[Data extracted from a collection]
--- START ---
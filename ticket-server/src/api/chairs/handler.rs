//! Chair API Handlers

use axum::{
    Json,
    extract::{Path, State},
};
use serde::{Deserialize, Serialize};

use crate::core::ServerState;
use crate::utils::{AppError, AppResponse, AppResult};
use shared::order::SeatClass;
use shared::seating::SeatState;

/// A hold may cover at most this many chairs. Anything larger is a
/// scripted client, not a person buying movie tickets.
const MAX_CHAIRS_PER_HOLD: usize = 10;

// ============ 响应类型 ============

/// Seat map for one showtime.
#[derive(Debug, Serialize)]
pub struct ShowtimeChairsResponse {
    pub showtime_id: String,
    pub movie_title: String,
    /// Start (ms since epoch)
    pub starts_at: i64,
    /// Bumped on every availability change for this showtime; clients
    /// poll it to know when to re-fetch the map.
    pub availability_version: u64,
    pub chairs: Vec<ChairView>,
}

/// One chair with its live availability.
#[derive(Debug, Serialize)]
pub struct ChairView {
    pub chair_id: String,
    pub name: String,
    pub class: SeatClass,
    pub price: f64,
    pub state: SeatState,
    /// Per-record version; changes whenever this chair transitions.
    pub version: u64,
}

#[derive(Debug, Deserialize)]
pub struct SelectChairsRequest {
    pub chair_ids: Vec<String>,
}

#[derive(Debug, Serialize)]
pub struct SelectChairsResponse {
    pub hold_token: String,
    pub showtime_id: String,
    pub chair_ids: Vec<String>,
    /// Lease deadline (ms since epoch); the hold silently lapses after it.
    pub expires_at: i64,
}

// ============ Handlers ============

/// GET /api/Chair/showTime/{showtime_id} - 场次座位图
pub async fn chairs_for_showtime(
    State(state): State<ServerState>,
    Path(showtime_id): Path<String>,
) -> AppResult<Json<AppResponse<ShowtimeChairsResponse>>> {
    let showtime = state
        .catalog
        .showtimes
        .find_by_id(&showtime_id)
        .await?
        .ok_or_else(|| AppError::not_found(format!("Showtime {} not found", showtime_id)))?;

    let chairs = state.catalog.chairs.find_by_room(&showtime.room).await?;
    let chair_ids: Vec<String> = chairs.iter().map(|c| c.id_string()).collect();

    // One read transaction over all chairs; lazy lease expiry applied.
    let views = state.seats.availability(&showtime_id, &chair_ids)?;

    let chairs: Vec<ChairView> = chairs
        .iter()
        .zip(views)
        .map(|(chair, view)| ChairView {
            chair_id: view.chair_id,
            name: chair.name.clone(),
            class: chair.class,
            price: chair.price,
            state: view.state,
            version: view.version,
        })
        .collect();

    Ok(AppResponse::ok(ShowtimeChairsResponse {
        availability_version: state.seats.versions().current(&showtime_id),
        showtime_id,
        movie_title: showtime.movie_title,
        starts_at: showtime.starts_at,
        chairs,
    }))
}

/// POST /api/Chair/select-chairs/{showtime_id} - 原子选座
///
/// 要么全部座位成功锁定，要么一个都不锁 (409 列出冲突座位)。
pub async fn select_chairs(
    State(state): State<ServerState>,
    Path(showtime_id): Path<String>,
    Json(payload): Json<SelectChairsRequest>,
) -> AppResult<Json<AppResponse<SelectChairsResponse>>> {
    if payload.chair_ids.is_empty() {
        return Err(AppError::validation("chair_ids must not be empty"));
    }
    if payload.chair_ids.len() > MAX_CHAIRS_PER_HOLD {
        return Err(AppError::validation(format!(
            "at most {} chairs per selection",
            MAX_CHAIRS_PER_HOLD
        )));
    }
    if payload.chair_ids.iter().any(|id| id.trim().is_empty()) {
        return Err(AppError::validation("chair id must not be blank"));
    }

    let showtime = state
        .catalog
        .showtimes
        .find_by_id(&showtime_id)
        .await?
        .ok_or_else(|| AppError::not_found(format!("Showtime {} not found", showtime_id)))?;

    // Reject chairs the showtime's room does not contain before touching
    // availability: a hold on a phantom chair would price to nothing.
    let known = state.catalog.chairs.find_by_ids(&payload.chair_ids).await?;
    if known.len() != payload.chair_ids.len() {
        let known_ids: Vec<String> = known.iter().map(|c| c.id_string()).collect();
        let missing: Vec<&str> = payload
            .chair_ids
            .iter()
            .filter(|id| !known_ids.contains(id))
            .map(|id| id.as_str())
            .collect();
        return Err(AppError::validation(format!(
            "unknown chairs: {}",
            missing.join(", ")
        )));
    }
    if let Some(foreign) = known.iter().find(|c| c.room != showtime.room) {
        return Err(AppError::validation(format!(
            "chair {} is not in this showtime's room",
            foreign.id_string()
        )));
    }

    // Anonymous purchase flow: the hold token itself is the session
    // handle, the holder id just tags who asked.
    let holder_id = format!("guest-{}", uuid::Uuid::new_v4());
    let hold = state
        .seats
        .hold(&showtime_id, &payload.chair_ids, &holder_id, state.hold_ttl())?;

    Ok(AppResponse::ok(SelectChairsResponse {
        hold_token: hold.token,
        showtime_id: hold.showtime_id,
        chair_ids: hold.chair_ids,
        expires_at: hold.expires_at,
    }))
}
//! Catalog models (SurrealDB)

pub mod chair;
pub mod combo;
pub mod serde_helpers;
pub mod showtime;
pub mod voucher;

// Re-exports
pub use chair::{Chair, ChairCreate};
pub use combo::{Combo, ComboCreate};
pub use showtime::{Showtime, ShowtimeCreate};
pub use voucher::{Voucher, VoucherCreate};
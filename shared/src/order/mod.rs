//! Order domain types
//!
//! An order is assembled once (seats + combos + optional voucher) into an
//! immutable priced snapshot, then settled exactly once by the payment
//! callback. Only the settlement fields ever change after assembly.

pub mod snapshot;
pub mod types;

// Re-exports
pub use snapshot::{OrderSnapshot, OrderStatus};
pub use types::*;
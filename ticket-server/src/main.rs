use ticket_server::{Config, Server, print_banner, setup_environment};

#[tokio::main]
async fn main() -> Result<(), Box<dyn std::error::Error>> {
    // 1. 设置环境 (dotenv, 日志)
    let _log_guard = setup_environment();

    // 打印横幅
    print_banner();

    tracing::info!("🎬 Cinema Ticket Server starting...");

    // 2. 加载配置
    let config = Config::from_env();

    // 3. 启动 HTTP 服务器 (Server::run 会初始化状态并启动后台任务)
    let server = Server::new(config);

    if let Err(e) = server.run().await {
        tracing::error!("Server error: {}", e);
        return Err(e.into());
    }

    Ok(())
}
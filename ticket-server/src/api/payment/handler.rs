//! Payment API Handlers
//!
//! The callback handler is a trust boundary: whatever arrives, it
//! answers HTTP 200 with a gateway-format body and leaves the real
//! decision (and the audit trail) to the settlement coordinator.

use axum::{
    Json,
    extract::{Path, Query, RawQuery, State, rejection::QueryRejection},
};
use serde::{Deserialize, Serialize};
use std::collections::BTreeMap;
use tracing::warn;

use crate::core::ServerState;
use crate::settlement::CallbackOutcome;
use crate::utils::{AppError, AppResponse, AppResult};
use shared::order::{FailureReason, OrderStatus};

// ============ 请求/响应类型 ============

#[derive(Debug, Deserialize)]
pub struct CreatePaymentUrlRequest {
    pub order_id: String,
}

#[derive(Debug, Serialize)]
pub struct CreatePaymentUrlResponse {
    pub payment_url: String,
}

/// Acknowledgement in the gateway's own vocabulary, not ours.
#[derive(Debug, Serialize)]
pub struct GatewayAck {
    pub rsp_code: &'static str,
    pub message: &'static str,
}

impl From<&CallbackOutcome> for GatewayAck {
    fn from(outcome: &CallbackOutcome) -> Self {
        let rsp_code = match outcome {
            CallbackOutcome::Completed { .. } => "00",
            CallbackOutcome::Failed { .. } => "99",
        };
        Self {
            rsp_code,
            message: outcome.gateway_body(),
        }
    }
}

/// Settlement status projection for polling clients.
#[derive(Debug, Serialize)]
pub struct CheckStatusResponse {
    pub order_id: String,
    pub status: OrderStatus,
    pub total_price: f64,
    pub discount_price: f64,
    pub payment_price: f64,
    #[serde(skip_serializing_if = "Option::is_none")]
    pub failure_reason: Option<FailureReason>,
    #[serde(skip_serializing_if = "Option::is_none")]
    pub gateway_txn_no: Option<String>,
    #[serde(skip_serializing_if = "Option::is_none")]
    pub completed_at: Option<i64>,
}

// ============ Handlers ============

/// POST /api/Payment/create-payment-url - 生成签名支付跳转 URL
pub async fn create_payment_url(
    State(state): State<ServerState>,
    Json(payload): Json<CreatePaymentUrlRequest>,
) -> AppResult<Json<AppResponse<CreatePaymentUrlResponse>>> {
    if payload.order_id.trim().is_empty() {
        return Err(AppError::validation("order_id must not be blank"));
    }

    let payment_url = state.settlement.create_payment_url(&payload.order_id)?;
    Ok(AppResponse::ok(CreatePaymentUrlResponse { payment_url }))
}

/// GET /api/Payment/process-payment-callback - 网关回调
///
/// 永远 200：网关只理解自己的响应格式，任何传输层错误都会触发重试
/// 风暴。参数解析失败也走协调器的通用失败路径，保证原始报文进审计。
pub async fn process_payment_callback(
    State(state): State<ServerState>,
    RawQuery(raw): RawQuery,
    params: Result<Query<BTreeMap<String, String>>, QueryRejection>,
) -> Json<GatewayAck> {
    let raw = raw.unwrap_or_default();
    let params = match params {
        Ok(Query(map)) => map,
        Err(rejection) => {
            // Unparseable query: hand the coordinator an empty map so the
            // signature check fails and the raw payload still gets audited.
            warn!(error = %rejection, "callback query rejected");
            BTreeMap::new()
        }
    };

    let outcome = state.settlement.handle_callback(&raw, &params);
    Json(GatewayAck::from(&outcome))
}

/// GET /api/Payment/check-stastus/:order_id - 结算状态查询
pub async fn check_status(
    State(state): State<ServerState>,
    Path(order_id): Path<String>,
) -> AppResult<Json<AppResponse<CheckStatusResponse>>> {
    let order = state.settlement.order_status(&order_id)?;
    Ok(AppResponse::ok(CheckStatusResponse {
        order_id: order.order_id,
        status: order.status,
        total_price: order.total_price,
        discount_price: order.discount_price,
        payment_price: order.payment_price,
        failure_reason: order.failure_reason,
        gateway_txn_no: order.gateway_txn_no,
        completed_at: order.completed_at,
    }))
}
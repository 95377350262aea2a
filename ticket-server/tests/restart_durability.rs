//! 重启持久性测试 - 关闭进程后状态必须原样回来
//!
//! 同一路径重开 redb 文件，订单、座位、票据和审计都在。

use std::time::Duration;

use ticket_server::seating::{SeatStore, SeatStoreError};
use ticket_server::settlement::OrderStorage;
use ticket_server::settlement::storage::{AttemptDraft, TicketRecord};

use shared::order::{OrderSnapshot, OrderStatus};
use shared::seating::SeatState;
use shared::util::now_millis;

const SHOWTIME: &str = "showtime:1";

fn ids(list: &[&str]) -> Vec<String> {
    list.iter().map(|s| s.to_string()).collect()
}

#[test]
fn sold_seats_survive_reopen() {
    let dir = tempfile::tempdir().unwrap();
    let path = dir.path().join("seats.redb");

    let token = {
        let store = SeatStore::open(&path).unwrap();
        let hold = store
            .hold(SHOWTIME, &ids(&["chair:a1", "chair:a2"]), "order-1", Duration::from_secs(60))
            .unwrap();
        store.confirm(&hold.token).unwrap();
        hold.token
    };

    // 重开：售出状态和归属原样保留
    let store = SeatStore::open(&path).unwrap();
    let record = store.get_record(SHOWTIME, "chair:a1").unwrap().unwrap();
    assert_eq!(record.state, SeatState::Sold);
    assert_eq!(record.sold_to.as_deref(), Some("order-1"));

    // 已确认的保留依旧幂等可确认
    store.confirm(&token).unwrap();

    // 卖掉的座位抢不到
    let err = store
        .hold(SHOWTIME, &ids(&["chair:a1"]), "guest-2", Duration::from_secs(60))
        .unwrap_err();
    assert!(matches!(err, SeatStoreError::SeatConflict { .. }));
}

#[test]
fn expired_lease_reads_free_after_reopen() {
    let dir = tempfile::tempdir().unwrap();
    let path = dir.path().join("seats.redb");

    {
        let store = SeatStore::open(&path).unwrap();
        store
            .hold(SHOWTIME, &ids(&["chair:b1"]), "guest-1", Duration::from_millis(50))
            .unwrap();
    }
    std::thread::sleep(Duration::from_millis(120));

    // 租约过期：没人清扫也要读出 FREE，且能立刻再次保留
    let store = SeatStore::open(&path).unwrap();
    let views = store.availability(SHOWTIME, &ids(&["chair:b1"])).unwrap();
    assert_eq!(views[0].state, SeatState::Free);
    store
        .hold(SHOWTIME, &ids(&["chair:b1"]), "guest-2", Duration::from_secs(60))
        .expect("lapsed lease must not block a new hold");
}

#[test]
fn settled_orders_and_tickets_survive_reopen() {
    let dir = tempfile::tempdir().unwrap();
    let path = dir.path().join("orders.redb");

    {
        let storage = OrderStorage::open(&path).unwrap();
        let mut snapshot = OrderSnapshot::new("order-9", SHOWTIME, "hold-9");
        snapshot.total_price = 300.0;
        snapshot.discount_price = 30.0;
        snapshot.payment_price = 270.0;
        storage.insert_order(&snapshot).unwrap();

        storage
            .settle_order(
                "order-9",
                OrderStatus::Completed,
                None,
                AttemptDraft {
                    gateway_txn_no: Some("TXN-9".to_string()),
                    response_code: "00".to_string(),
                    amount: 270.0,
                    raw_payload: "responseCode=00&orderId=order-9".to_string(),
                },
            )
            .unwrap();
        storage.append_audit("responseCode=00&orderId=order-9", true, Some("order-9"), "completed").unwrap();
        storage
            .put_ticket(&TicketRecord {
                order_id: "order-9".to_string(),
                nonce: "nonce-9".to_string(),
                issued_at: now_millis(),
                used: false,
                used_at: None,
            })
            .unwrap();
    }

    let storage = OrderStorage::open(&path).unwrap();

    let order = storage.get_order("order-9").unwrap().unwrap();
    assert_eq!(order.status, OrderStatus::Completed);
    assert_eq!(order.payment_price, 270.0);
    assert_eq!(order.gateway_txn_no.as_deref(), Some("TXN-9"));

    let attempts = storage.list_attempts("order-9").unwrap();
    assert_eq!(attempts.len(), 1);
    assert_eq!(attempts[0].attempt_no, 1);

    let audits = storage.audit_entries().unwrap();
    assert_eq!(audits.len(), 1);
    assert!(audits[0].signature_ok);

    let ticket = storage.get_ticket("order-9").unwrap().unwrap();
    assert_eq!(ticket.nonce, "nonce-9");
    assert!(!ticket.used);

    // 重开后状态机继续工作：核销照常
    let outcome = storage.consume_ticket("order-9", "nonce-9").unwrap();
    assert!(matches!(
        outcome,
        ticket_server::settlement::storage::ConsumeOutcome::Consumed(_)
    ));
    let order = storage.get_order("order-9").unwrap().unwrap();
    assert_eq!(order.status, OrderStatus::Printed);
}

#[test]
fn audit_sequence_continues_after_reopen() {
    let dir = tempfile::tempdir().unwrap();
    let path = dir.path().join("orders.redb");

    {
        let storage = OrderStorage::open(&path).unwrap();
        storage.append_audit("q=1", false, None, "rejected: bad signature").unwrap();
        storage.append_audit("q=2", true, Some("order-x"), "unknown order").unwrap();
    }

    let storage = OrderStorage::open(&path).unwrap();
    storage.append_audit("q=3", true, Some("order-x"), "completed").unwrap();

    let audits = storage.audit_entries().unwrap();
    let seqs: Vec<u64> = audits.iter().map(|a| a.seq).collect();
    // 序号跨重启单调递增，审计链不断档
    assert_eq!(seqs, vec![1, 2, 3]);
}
--- END ---
Problem description:
Check each line of the entries above for the string "FailureReason", and return those that contain it.

Answer box:
use shared::order::{FailureReason, OrderStatus};
    pub failure_reason: Option<FailureReason>,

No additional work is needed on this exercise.